---------- DATA SECTION

// src/ui/legend.rs
use eframe::egui;

use crate::data::RiskLevel;

/// Fixed 3-entry risk legend. Purely presentational; reads the same palette
/// the markers are drawn with.
pub fn show_legend(ui: &mut egui::Ui) {
    ui.horizontal(|ui| {
        ui.label("Risk:");
        for risk in RiskLevel::ALL {
            legend_entry(ui, risk);
        }
    });
}

fn legend_entry(ui: &mut egui::Ui, risk: RiskLevel) {
    let (rect, _) =
        ui.allocate_exact_size(egui::vec2(10.0, 10.0), egui::Sense::hover());
    ui.painter().circle_filled(rect.center(), 4.0, risk.color());
    ui.label(risk.label());
}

--------------------

TASK DESCRIPTION:
Write the listing out again, exactly as shown above.

FINAL ANSWER:
// src/ui/legend.rs
use eframe::egui;

use crate::data::RiskLevel;

/// Fixed 3-entry risk legend. Purely presentational; reads the same palette
/// the markers are drawn with.
pub fn show_legend(ui: &mut egui::Ui) {
    ui.horizontal(|ui| {
        ui.label("Risk:");
        for risk in RiskLevel::ALL {
            legend_entry(ui, risk);
        }
    });
}

fn legend_entry(ui: &mut egui::Ui, risk: RiskLevel) {
    let (rect, _) =
        ui.allocate_exact_size(egui::vec2(10.0, 10.0), egui::Sense::hover());
    ui.painter().circle_filled(rect.center(), 4.0, risk.color());
    ui.label(risk.label());
}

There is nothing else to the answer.